(Saved data entries)
+ + +

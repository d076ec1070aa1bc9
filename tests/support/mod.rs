#![allow(dead_code)]

use std::collections::HashMap;
use std::net::SocketAddr;
use std::sync::atomic::{AtomicUsize, Ordering};
use std::sync::{Arc, Mutex};
use std::time::Duration;

use async_trait::async_trait;
use axum::body::Body;
use axum::extract::ConnectInfo;
use axum::http::Request;
use axum::response::Response;
use axum::Router;
use serde_json::Value;
use tower::ServiceExt;

use mat_focus_payments::allowlist::IpAllowList;
use mat_focus_payments::config::{Config, Environment, YooKassaCredentials};
use mat_focus_payments::gateway::{
    confirmation_for, ConfirmationRequest, CreatePayment, GatewayError, PaymentGateway,
    ProviderConfirmation, ProviderPayment,
};
use mat_focus_payments::models::{NewOrder, NewPayment, Order};
use mat_focus_payments::signature;
use mat_focus_payments::store::{Store, DEFAULT_CLAIM_TTL};
use mat_focus_payments::{app, AppState};

pub const WEBHOOK_SECRET: &str = "whsec_mat_focus_test";
pub const RETURN_URL: &str = "https://mat-focus.example/payment/result";

/// In-process stand-in for YooKassa that counts calls.
#[derive(Default)]
pub struct FakeGateway {
    pub creates: AtomicUsize,
    pub fetches: AtomicUsize,
    statuses: Mutex<HashMap<String, String>>,
    reject_create: Mutex<Option<(u16, String)>>,
    create_delay: Mutex<Option<Duration>>,
    fixed_id: Mutex<Option<String>>,
}

impl FakeGateway {
    pub fn set_status(&self, id: &str, status: &str) {
        self.statuses
            .lock()
            .unwrap()
            .insert(id.to_string(), status.to_string());
    }

    pub fn reject_creates_with(&self, status: u16, body: &str) {
        *self.reject_create.lock().unwrap() = Some((status, body.to_string()));
    }

    /// Makes every `create_payment` call take `delay` before answering.
    pub fn delay_creates_by(&self, delay: Duration) {
        *self.create_delay.lock().unwrap() = Some(delay);
    }

    /// Makes every created payment carry the same provider id.
    pub fn reuse_payment_id(&self, id: &str) {
        *self.fixed_id.lock().unwrap() = Some(id.to_string());
    }

    pub fn create_calls(&self) -> usize {
        self.creates.load(Ordering::SeqCst)
    }
}

#[async_trait]
impl PaymentGateway for FakeGateway {
    async fn create_payment(&self, request: &CreatePayment) -> Result<ProviderPayment, GatewayError> {
        let n = self.creates.fetch_add(1, Ordering::SeqCst) + 1;
        if let Some((status, body)) = self.reject_create.lock().unwrap().clone() {
            return Err(GatewayError::Provider { status, body });
        }
        let delay = *self.create_delay.lock().unwrap();
        if let Some(delay) = delay {
            tokio::time::sleep(delay).await;
        }
        let id = self
            .fixed_id
            .lock()
            .unwrap()
            .clone()
            .unwrap_or_else(|| format!("2d9c3c2a-000f-5000-9000-{n:012}"));
        self.set_status(&id, "pending");
        let confirmation = match confirmation_for(&request.payment_method, &request.return_url) {
            ConfirmationRequest::Qr => ProviderConfirmation {
                kind: "qr".into(),
                confirmation_url: None,
                confirmation_data: Some(format!("https://qr.nspk.ru/{id}")),
            },
            ConfirmationRequest::Redirect { .. } => ProviderConfirmation {
                kind: "redirect".into(),
                confirmation_url: Some(format!("https://yoomoney.ru/checkout/{id}")),
                confirmation_data: None,
            },
        };
        Ok(ProviderPayment {
            id,
            status: "pending".into(),
            amount: request.amount.clone(),
            confirmation: Some(confirmation),
        })
    }

    async fn get_payment(&self, payment_id: &str) -> Result<ProviderPayment, GatewayError> {
        self.fetches.fetch_add(1, Ordering::SeqCst);
        let status = self.statuses.lock().unwrap().get(payment_id).cloned();
        match status {
            Some(status) => Ok(ProviderPayment {
                id: payment_id.to_string(),
                status,
                amount: mat_focus_payments::gateway::Amount {
                    value: "100.00".into(),
                    currency: "RUB".into(),
                },
                confirmation: None,
            }),
            None => Err(GatewayError::Provider {
                status: 404,
                body: r#"{"type":"error","code":"not_found"}"#.into(),
            }),
        }
    }
}

pub struct TestApp {
    pub router: Router,
    pub store: Store,
    pub gateway: Arc<FakeGateway>,
}

pub fn test_config(environment: Environment) -> Config {
    Config {
        database_url: String::new(),
        listen_addr: "127.0.0.1:0".parse().unwrap(),
        environment,
        yookassa: YooKassaCredentials {
            shop_id: "test-shop".into(),
            secret_key: "test_secret".into(),
            api_url: "http://127.0.0.1:9".into(),
            timeout: Duration::from_secs(1),
        },
        webhook_secret: WEBHOOK_SECRET.into(),
        return_url: RETURN_URL.into(),
        webhook_allow_list: IpAllowList::yookassa(),
        trust_proxy: false,
        idempotency_claim_ttl: DEFAULT_CLAIM_TTL,
    }
}

pub async fn test_app(environment: Environment) -> TestApp {
    test_app_with_claim_ttl(environment, DEFAULT_CLAIM_TTL).await
}

pub async fn test_app_with_claim_ttl(environment: Environment, ttl: Duration) -> TestApp {
    let path = std::env::temp_dir().join(format!("mat-focus-{}.db", uuid::Uuid::new_v4()));
    let store = Store::connect(path.to_str().unwrap())
        .await
        .unwrap()
        .with_claim_ttl(ttl);
    let gateway = Arc::new(FakeGateway::default());
    let mut config = test_config(environment);
    config.idempotency_claim_ttl = ttl;
    let state = AppState {
        store: store.clone(),
        gateway: gateway.clone(),
        config: Arc::new(config),
    };
    TestApp {
        router: app(state),
        store,
        gateway,
    }
}

pub async fn create_order(store: &Store, user_id: i32, total: &str) -> Order {
    store
        .insert_order(NewOrder {
            user_id,
            total_value: total.into(),
            currency: "RUB".into(),
        })
        .await
        .unwrap()
}

/// A `created` payment row for `order`, as the create handler would store it.
pub fn stored_payment(order: &Order, provider_id: &str, key: &str) -> NewPayment {
    NewPayment {
        provider_payment_id: provider_id.into(),
        order_id: order.id,
        user_id: order.user_id,
        amount_value: order.total_value.clone(),
        amount_currency: order.currency.clone(),
        payment_method: "sbp".into(),
        status: "created".into(),
        confirmation_type: "qr".into(),
        confirmation_url: Some(format!("https://qr.nspk.ru/{provider_id}")),
        idempotency_key: key.into(),
        metadata: "{}".into(),
        created_at: "2024-06-01T10:00:00+00:00".into(),
        updated_at: "2024-06-01T10:00:00+00:00".into(),
    }
}

pub fn payment_body(order_id: i32, user_id: i32, method: &str) -> Value {
    serde_json::json!({
        "amount": {"value": "100.00", "currency": "RUB"},
        "payment_method": method,
        "order_id": order_id,
        "user_id": user_id,
    })
}

pub async fn post_payment(router: &Router, key: Option<&str>, body: &Value) -> Response {
    let mut req = Request::builder()
        .uri("/payments")
        .method("POST")
        .header("content-type", "application/json");
    if let Some(key) = key {
        req = req.header("Idempotence-Key", key);
    }
    let req = req.body(Body::from(body.to_string())).unwrap();
    router.clone().oneshot(req).await.unwrap()
}

pub async fn post_webhook(
    router: &Router,
    peer: &str,
    body: &str,
    signature_header: Option<String>,
) -> Response {
    let mut req = Request::builder()
        .uri("/webhooks/yookassa")
        .method("POST")
        .header("content-type", "application/json");
    if let Some(sig) = signature_header {
        req = req.header(signature::SIGNATURE_HEADER, sig);
    }
    let mut req = req.body(Body::from(body.to_string())).unwrap();
    let addr: SocketAddr = peer.parse().unwrap();
    req.extensions_mut().insert(ConnectInfo(addr));
    router.clone().oneshot(req).await.unwrap()
}

pub fn notification(event: &str, provider_id: &str, status: &str) -> String {
    serde_json::json!({
        "type": "notification",
        "event": event,
        "object": {"id": provider_id, "status": status}
    })
    .to_string()
}

pub fn signed(body: &str) -> Option<String> {
    Some(signature::sign(body.as_bytes(), WEBHOOK_SECRET, "9f86d081"))
}

pub async fn body_bytes(resp: Response) -> Vec<u8> {
    axum::body::to_bytes(resp.into_body(), 1024 * 64)
        .await
        .unwrap()
        .to_vec()
}

pub async fn body_json(resp: Response) -> Value {
    serde_json::from_slice(&body_bytes(resp).await).unwrap()
}
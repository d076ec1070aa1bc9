//! Outbound calls to the YooKassa payments API.

use async_trait::async_trait;
use serde::{Deserialize, Serialize};
use uuid::Uuid;

use crate::config::YooKassaCredentials;

/// Payment method that completes through an SBP QR code rather than a redirect.
pub const QR_METHOD: &str = "sbp";

#[derive(Debug, thiserror::Error)]
pub enum GatewayError {
    /// The provider answered with a non-success status.
    #[error("provider responded with {status}: {body}")]
    Provider { status: u16, body: String },
    #[error("provider request failed: {0}")]
    Transport(#[from] reqwest::Error),
    #[error("invalid provider payment id `{0}`")]
    InvalidPaymentId(String),
}

#[derive(Debug, Clone, PartialEq, Eq, Serialize, Deserialize)]
pub struct Amount {
    pub value: String,
    pub currency: String,
}

#[derive(Debug, Clone, PartialEq, Eq, Serialize)]
#[serde(tag = "type", rename_all = "snake_case")]
pub enum ConfirmationRequest {
    Qr,
    Redirect { return_url: String },
}

impl ConfirmationRequest {
    pub fn kind(&self) -> &'static str {
        match self {
            ConfirmationRequest::Qr => "qr",
            ConfirmationRequest::Redirect { .. } => "redirect",
        }
    }
}

/// SBP payments confirm by QR code; every other method redirects the payer.
pub fn confirmation_for(payment_method: &str, return_url: &str) -> ConfirmationRequest {
    if payment_method == QR_METHOD {
        ConfirmationRequest::Qr
    } else {
        ConfirmationRequest::Redirect {
            return_url: return_url.to_string(),
        }
    }
}

#[derive(Debug, Clone)]
pub struct CreatePayment {
    pub amount: Amount,
    pub payment_method: String,
    pub order_id: i32,
    pub user_id: i32,
    pub return_url: String,
}

#[derive(Debug, Clone, Deserialize, PartialEq, Eq)]
pub struct ProviderConfirmation {
    #[serde(rename = "type")]
    pub kind: String,
    #[serde(default)]
    pub confirmation_url: Option<String>,
    #[serde(default)]
    pub confirmation_data: Option<String>,
}

#[derive(Debug, Clone, Deserialize)]
pub struct ProviderPayment {
    pub id: String,
    pub status: String,
    pub amount: Amount,
    #[serde(default)]
    pub confirmation: Option<ProviderConfirmation>,
}

#[async_trait]
pub trait PaymentGateway: Send + Sync {
    async fn create_payment(&self, request: &CreatePayment) -> Result<ProviderPayment, GatewayError>;
    async fn get_payment(&self, payment_id: &str) -> Result<ProviderPayment, GatewayError>;
}

#[derive(Serialize)]
struct PaymentMethodData<'a> {
    #[serde(rename = "type")]
    kind: &'a str,
}

#[derive(Serialize)]
struct PaymentMetadata {
    order_id: i32,
    user_id: i32,
}

#[derive(Serialize)]
struct CreatePaymentBody<'a> {
    amount: &'a Amount,
    capture: bool,
    confirmation: ConfirmationRequest,
    payment_method_data: PaymentMethodData<'a>,
    description: String,
    metadata: PaymentMetadata,
}

impl<'a> CreatePaymentBody<'a> {
    fn new(request: &'a CreatePayment) -> Self {
        Self {
            amount: &request.amount,
            capture: true,
            confirmation: confirmation_for(&request.payment_method, &request.return_url),
            payment_method_data: PaymentMethodData {
                kind: &request.payment_method,
            },
            description: format!("Mat-Focus order #{}", request.order_id),
            metadata: PaymentMetadata {
                order_id: request.order_id,
                user_id: request.user_id,
            },
        }
    }
}

fn valid_payment_id(id: &str) -> bool {
    !id.is_empty() && id.len() <= 64 && id.chars().all(|c| c.is_ascii_alphanumeric() || c == '-')
}

pub struct YooKassaGateway {
    credentials: YooKassaCredentials,
    http: reqwest::Client,
}

impl YooKassaGateway {
    pub fn new(credentials: YooKassaCredentials) -> Result<Self, GatewayError> {
        let http = reqwest::Client::builder()
            .timeout(credentials.timeout)
            .build()?;
        Ok(Self { credentials, http })
    }

    fn url(&self, path: &str) -> String {
        format!("{}/{}", self.credentials.api_url.trim_end_matches('/'), path)
    }

    async fn decode(response: reqwest::Response) -> Result<ProviderPayment, GatewayError> {
        let status = response.status();
        if !status.is_success() {
            let body = response.text().await.unwrap_or_default();
            tracing::warn!(status = status.as_u16(), body = %body, "yookassa rejected request");
            return Err(GatewayError::Provider {
                status: status.as_u16(),
                body,
            });
        }
        Ok(response.json::<ProviderPayment>().await?)
    }
}

#[async_trait]
impl PaymentGateway for YooKassaGateway {
    async fn create_payment(&self, request: &CreatePayment) -> Result<ProviderPayment, GatewayError> {
        // Provider-facing key, fresh per outbound call.
        let idempotence_key = Uuid::new_v4().to_string();
        let body = CreatePaymentBody::new(request);
        tracing::debug!(
            order_id = request.order_id,
            method = %request.payment_method,
            confirmation = body.confirmation.kind(),
            "creating yookassa payment"
        );
        let response = self
            .http
            .post(self.url("payments"))
            .basic_auth(&self.credentials.shop_id, Some(&self.credentials.secret_key))
            .header("Idempotence-Key", idempotence_key)
            .json(&body)
            .send()
            .await
            .map_err(|e| {
                tracing::error!(error = %e, "yookassa create payment failed");
                GatewayError::from(e)
            })?;
        Self::decode(response).await
    }

    async fn get_payment(&self, payment_id: &str) -> Result<ProviderPayment, GatewayError> {
        if !valid_payment_id(payment_id) {
            return Err(GatewayError::InvalidPaymentId(payment_id.to_string()));
        }
        let response = self
            .http
            .get(self.url(&format!("payments/{payment_id}")))
            .basic_auth(&self.credentials.shop_id, Some(&self.credentials.secret_key))
            .send()
            .await
            .map_err(|e| {
                tracing::error!(error = %e, payment_id, "yookassa get payment failed");
                GatewayError::from(e)
            })?;
        Self::decode(response).await
    }
}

+ + +

[WHAT THE TASK ASKS]
From the records above, show each line that contains the word "AppState".

[WRITTEN RESPONSE]
use mat_focus_payments::{app, AppState};
    let state = AppState {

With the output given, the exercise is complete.